##### The data #####

use clap::ArgMatches;
use tracing::{error, info};

mod attach;
mod control;
mod fork;
mod helpers;
mod list;

use helpers::CliContext;

pub fn run_command(matches: &ArgMatches) -> Result<(), Box<dyn std::error::Error>> {
    info!(
        event = "cli.command_started",
        version = env!("CARGO_PKG_VERSION"),
        command = matches.subcommand_name().unwrap_or("")
    );

    let ctx = CliContext::load(matches)?;

    match matches.subcommand() {
        Some(("attach", sub_matches)) => attach::handle_attach_command(&ctx, sub_matches),
        Some(("new", sub_matches)) => attach::handle_new_command(&ctx, sub_matches),
        Some(("list", sub_matches)) => list::handle_list_command(&ctx, sub_matches),
        Some(("fork", sub_matches)) => fork::handle_fork_command(&ctx, sub_matches),
        Some(("detach", sub_matches)) => control::handle_detach_command(&ctx, sub_matches),
        Some(("kill", sub_matches)) => control::handle_kill_command(&ctx, sub_matches),
        Some(("history", sub_matches)) => control::handle_history_command(&ctx, sub_matches),
        _ => {
            error!(event = "cli.command_unknown");
            Err("Unknown command".into())
        }
    }
}
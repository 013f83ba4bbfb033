use std::sync::Arc;

use burrow_protocol::{ClientMessage, DaemonMessage, ErrorCode, decode_payload, encode_payload};
use tokio::io::BufReader;
use tokio::net::UnixStream;
use tokio::net::unix::{OwnedReadHalf, OwnedWriteHalf};
use tokio::sync::broadcast::error::{RecvError, TryRecvError};
use tokio::sync::mpsc;
use tracing::{debug, warn};

use super::Daemon;
use crate::errors::DaemonError;
use crate::protocol::{read_message, write_message};
use crate::session::Attachment;

type Incoming = Result<ClientMessage, DaemonError>;

/// Serve one client connection.
///
/// A connection starts as a probe: `info`, `history`, `kill` and `detach`
/// are answered without touching the client set or focus. `attach` turns it
/// into an attached client for the rest of its life.
pub async fn handle_connection(stream: UnixStream, daemon: Arc<Daemon>) {
    let (read_half, mut writer) = stream.into_split();
    let (msg_tx, mut msg_rx) = mpsc::channel(32);
    // Frames are read on their own task so the select loops below never drop a
    // half-read line.
    let reader_task = tokio::spawn(read_loop(read_half, msg_tx));

    if let Err(e) = serve(&daemon, &mut msg_rx, &mut writer).await {
        debug!(
            event = "daemon.connection.closed_with_error",
            error = %e,
        );
    }
    reader_task.abort();
}

async fn read_loop(read_half: OwnedReadHalf, tx: mpsc::Sender<Incoming>) {
    let mut reader = BufReader::new(read_half);
    loop {
        match read_message::<_, ClientMessage>(&mut reader).await {
            Ok(Some(msg)) => {
                if tx.send(Ok(msg)).await.is_err() {
                    break;
                }
            }
            Ok(None) => break,
            Err(e) => {
                let _ = tx.send(Err(e)).await;
                break;
            }
        }
    }
}

async fn send_error(writer: &mut OwnedWriteHalf, err: &DaemonError) -> Result<(), DaemonError> {
    write_message(writer, &DaemonMessage::error(err.wire_code(), err.to_string())).await
}

/// Answer the requests that behave the same attached or not.
fn answer_query(daemon: &Daemon, msg: &ClientMessage) -> Option<DaemonMessage> {
    match msg {
        ClientMessage::Info => Some(DaemonMessage::Info {
            session: daemon.info(),
        }),
        ClientMessage::History { format } => Some(match daemon.history(*format) {
            Ok(data) => DaemonMessage::History {
                data: data.map(|d| encode_payload(&d)),
            },
            Err(e) => {
                warn!(event = "daemon.connection.history_failed", error = %e);
                DaemonMessage::error(e.wire_code(), e.to_string())
            }
        }),
        ClientMessage::Kill => {
            daemon.request_kill();
            Some(DaemonMessage::Ack)
        }
        _ => None,
    }
}

async fn serve(
    daemon: &Arc<Daemon>,
    msg_rx: &mut mpsc::Receiver<Incoming>,
    writer: &mut OwnedWriteHalf,
) -> Result<(), DaemonError> {
    loop {
        let incoming = tokio::select! {
            incoming = msg_rx.recv() => incoming,
            _ = daemon.ended().cancelled() => {
                let exit_code = daemon.exit_code();
                return write_message(writer, &DaemonMessage::SessionEnded { exit_code }).await;
            }
        };
        let Some(incoming) = incoming else {
            return Ok(());
        };
        let msg = match incoming {
            Ok(msg) => msg,
            Err(e) => {
                send_error(writer, &e).await?;
                return Err(e);
            }
        };

        if let Some(response) = answer_query(daemon, &msg) {
            write_message(writer, &response).await?;
            continue;
        }

        match msg {
            ClientMessage::Attach { cols, rows } => {
                let attachment = match daemon.attach(cols, rows) {
                    Ok(attachment) => attachment,
                    Err(e) => {
                        send_error(writer, &e).await?;
                        return Err(e);
                    }
                };
                let id = attachment.id;
                let result = pump(daemon, attachment, msg_rx, writer).await;
                daemon.detach(id);
                return result;
            }
            ClientMessage::Detach => {
                let count = daemon.detach_all();
                debug!(event = "daemon.connection.detach_all", clients = count);
                write_message(writer, &DaemonMessage::Ack).await?;
            }
            ClientMessage::Input { .. } | ClientMessage::Resize { .. } => {
                write_message(
                    writer,
                    &DaemonMessage::error(ErrorCode::ProtocolError, "not attached"),
                )
                .await?;
            }
            other => {
                write_message(
                    writer,
                    &DaemonMessage::error(
                        ErrorCode::ProtocolError,
                        format!("unsupported message: {:?}", other),
                    ),
                )
                .await?;
            }
        }
    }
}

/// Stream a snapshot, then live output, to an attached client while applying
/// its input and resizes.
async fn pump(
    daemon: &Arc<Daemon>,
    attachment: Attachment,
    msg_rx: &mut mpsc::Receiver<Incoming>,
    writer: &mut OwnedWriteHalf,
) -> Result<(), DaemonError> {
    let Attachment {
        id,
        snapshot,
        mut output,
        detach,
        ..
    } = attachment;

    write_message(writer, &DaemonMessage::snapshot(&snapshot)).await?;

    loop {
        tokio::select! {
            biased;
            _ = daemon.ended().cancelled() => {
                // Deliver everything published before the end.
                loop {
                    match output.try_recv() {
                        Ok(chunk) => write_message(writer, &DaemonMessage::output(&chunk)).await?,
                        Err(TryRecvError::Lagged(chunks)) => {
                            write_message(writer, &DaemonMessage::OutputDropped { chunks }).await?
                        }
                        Err(_) => break,
                    }
                }
                let exit_code = daemon.exit_code();
                return write_message(writer, &DaemonMessage::SessionEnded { exit_code }).await;
            }
            _ = detach.cancelled() => {
                return write_message(writer, &DaemonMessage::Detached).await;
            }
            incoming = msg_rx.recv() => {
                let Some(incoming) = incoming else {
                    debug!(event = "daemon.connection.client_gone", client_id = id);
                    return Ok(());
                };
                let msg = match incoming {
                    Ok(msg) => msg,
                    Err(e) => {
                        send_error(writer, &e).await?;
                        return Err(e);
                    }
                };
                if let Some(response) = answer_query(daemon, &msg) {
                    write_message(writer, &response).await?;
                    continue;
                }
                match msg {
                    ClientMessage::Input { data } => match decode_payload(&data) {
                        Ok(bytes) => {
                            if !daemon.send_input(id, bytes) {
                                debug!(event = "daemon.connection.input_ignored", client_id = id);
                            }
                        }
                        Err(e) => send_error(writer, &DaemonError::from(e)).await?,
                    },
                    ClientMessage::Resize { cols, rows } => daemon.resize(id, cols, rows),
                    ClientMessage::Detach => {
                        // Hand focus back before confirming.
                        daemon.detach(id);
                        return write_message(writer, &DaemonMessage::Detached).await;
                    }
                    ClientMessage::Attach { .. } => {
                        write_message(
                            writer,
                            &DaemonMessage::error(ErrorCode::ProtocolError, "already attached"),
                        )
                        .await?;
                    }
                    other => {
                        write_message(
                            writer,
                            &DaemonMessage::error(
                                ErrorCode::ProtocolError,
                                format!("unsupported message: {:?}", other),
                            ),
                        )
                        .await?;
                    }
                }
            }
            chunk = output.recv() => match chunk {
                Ok(chunk) => write_message(writer, &DaemonMessage::output(&chunk)).await?,
                Err(RecvError::Lagged(chunks)) => {
                    warn!(
                        event = "daemon.connection.output_dropped",
                        client_id = id,
                        chunks = chunks,
                    );
                    write_message(writer, &DaemonMessage::OutputDropped { chunks }).await?;
                }
                Err(RecvError::Closed) => {
                    daemon.ended().cancelled().await;
                    let exit_code = daemon.exit_code();
                    return write_message(writer, &DaemonMessage::SessionEnded { exit_code }).await;
                }
            },
        }
    }
}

#####

**Task to carry out**: From the records above, copy every line that includes the word "before".

**Solution for this exercise**:
                // Deliver everything published before the end.
                        // Hand focus back before confirming.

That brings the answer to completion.